Moreover, traditional linear arrangements have treated C. loricatus as the basal taxon within the genus due to shared similarities with the purported Old World congener Micropternus [Celeus] brachyurus (multiple molecular sets clearly demonstrate that brachyurus is not a Celeus relative), whereas C. torquatus occupied the opposite end of this arrangement, loosely associated with C. spectabilis (Peters 1948; Short 1982, Winkler and Christie 2002).  In contrast, the Benz and Robbins (2011) molecular data recovered a well-supported loricatustorquatus lineage that is sister to the rest of Celeus:




In sum, molecular data resulted in the following linear sequence hypothesis using standard conventions.


Cinnamon Woodpecker (Celeus loricatus)

Ringed Woodpecker (Celeus torquatus)


[Chestnut-colored Woodpecker (Celeus castaneus) extralimital[]

Scale-breasted Woodpecker (Celeus grammicus)

Waved Woodpecker (Celeus undatus)


Cream-colored Woodpecker (Celeus flavus

Rufous-headed Woodpecker (Celeus spectabilis)

Kaempfer’s Woodpecker (Celeus obrieni)


 (treated as superspecies NW to SE):

Chestnut Woodpecker (Celeus elegans)

Pale-crested Woodpecker (Celeus lugubris)

Blond-crested Woodpecker (Celeus flavescens)



Recommendation: Because plumage and structural characters have repeatedly shown to be unreliable characters in discerning avian relationships, the molecular based hypotheses are very likely a more accurate assessment of relationships. Thus, I recommend that the above linear sequence be adopted.


Literature Cited:


Benz, B.W. and M.B. Robbins. 2011. Molecular phylogenetics, vocalizations, and species limits in Celeus Woodpeckers (Aves: Picidae). Molecular Phylogenetics and Evolution 61:29–44.

Peters 1948. Check-list of birds of the world. Vol. 6. Museum of Comparative Zoology, Harvard University Press, Cambridge, Massachusetts.

Short, L. L., 1972.  Relationships among the four species of the superspecies Celeus elegans (Aves, Picidae). Amer. Mus. Novitates No. 2487: 1-26.

Short, L. L., 1982. Woodpeckers of the World. Delaware Museum of Natural History, Greenville, Delaware.

Winkler, H., and D. A. Christie, 2002. Family Picidae (woodpeckers). In: J. del Hoyo, A. Elliot, and J. Sargatal, (Eds.), Handbook of the Birds of the World, Vol. 7, Jacamars to Woodpeckers. Lynx Editions, Barcelona, pp.


Mark Robbins, November 2015

(with some meddling in the sequence by Van Remsen, who takes responsibility for any mistakes therein)

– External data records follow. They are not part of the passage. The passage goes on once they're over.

//! Binary STL export, the interchange format of 3D-printing pipelines.
//!
//! Layout: an 80-byte free-form header (ignored by readers), a little-endian
//! `u32` triangle count, then 50 bytes per triangle: facet normal, three
//! vertices (all `f32` triples) and a zeroed `u16` attribute word.
//! Coordinates are written exactly as they appear in the mesh — millimeters
//! as established at extraction time, with no rescaling.

use std::fs;
use std::path::Path;

use crate::error::{PipelineError, Result};
use crate::mesh::{Mesh, triangle_normal};

const HEADER_LEN: usize = 80;
const TRIANGLE_LEN: usize = 50;

/// Serialize a mesh to binary STL bytes.
///
/// Face indices are validated against the vertex buffer. The mesh type
/// upholds that invariant already, so a failure here means a corrupted
/// mesh reached the export boundary; it reports `Encoding` instead of
/// writing a malformed file.
pub fn mesh_to_stl_bytes(mesh: &Mesh, header: &str) -> Result<Vec<u8>> {
    if !mesh.faces_in_range() {
        return Err(PipelineError::Encoding(format!(
            "face references a vertex beyond {}",
            mesh.vertices.len()
        )));
    }
    if mesh.faces.len() > u32::MAX as usize {
        return Err(PipelineError::Encoding(format!(
            "{} triangles exceed the format limit",
            mesh.faces.len()
        )));
    }

    let mut out = Vec::with_capacity(HEADER_LEN + 4 + mesh.faces.len() * TRIANGLE_LEN);

    let mut head = [0u8; HEADER_LEN];
    let name = header.as_bytes();
    let n = name.len().min(HEADER_LEN);
    head[..n].copy_from_slice(&name[..n]);
    out.extend_from_slice(&head);

    out.extend_from_slice(&(mesh.faces.len() as u32).to_le_bytes());

    for i in 0..mesh.faces.len() {
        let tri = mesh.triangle(i);
        let normal = triangle_normal(&tri);
        out.extend_from_slice(bytemuck::bytes_of(&normal));
        for v in &tri {
            out.extend_from_slice(bytemuck::bytes_of(v));
        }
        out.extend_from_slice(&0u16.to_le_bytes());
    }

    Ok(out)
}

pub fn write_stl(path: &Path, mesh: &Mesh, header: &str) -> Result<()> {
    let bytes = mesh_to_stl_bytes(mesh, header)?;
    fs::write(path, bytes)?;
    log::info!("wrote {} triangles to {}", mesh.faces.len(), path.display());
    Ok(())
}

/// Parse binary STL bytes back into a triangle-soup mesh (three vertices
/// per face, densities zeroed). Fails with `Encoding` on a truncated
/// stream or a count that disagrees with the payload length.
pub fn read_stl(bytes: &[u8]) -> Result<Mesh> {
    if bytes.len() < HEADER_LEN + 4 {
        return Err(PipelineError::Encoding(format!(
            "stream of {} bytes is shorter than the fixed header",
            bytes.len()
        )));
    }
    let mut quad = [0u8; 4];
    quad.copy_from_slice(&bytes[HEADER_LEN..HEADER_LEN + 4]);
    let count = u32::from_le_bytes(quad) as usize;
    let expected = HEADER_LEN + 4 + count * TRIANGLE_LEN;
    if bytes.len() != expected {
        return Err(PipelineError::Encoding(format!(
            "expected {expected} bytes for {count} triangles, got {}",
            bytes.len()
        )));
    }

    let mut vertices = Vec::with_capacity(count * 3);
    let mut faces = Vec::with_capacity(count);
    for t in 0..count {
        let base = HEADER_LEN + 4 + t * TRIANGLE_LEN;
        // skip the stored normal; it is derivable from the winding
        for corner in 0..3 {
            let at = base + 12 + corner * 12;
            let mut v = [0.0f32; 3];
            for a in 0..3 {
                quad.copy_from_slice(&bytes[at + a * 4..at + a * 4 + 4]);
                v[a] = f32::from_le_bytes(quad);
            }
            vertices.push(v);
        }
        let i = (t * 3) as u32;
        faces.push([i, i + 1, i + 2]);
    }

    let densities = vec![0.0; vertices.len()];
    Ok(Mesh {
        vertices,
        faces,
        densities,
    })
}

Comments by Areta: “YES. This sequence is also consistent with results by the similar paper of Lammertink et al. (2015).”


Lammertink, M.; Kopuchian, C.; Brandl, H.B.; Tubaro, P.L.; Winkler, H. (2015). "A striking case of deceptive woodpecker colouration: the threatened Helmeted Woodpecker Dryocopus galeatus belongs in the genus Celeus". Journal of Ornithology. doi:10.1007/s10336-015-1254-x


Comments from Stiles: “YES – another case where coloration and minor structural differences may be misleading – the amazilian hummingbirds provide a particularly striking example of same.”


Comments from Zimmer: “YES.  This molecular-based linear sequence also squares much better with what would be expected based upon vocal characters (particularly as regards the position of castaneus within the grammicus/undatus clade).”


Comments from Pacheco: “YES. The phylogeny Benz & Robbins reflects the best knowledge of the relationships within this genus.”


Comments from Jaramillo: “YES.  Well resolved, and I am glad it fits with other data such as voice. As noted in comments.”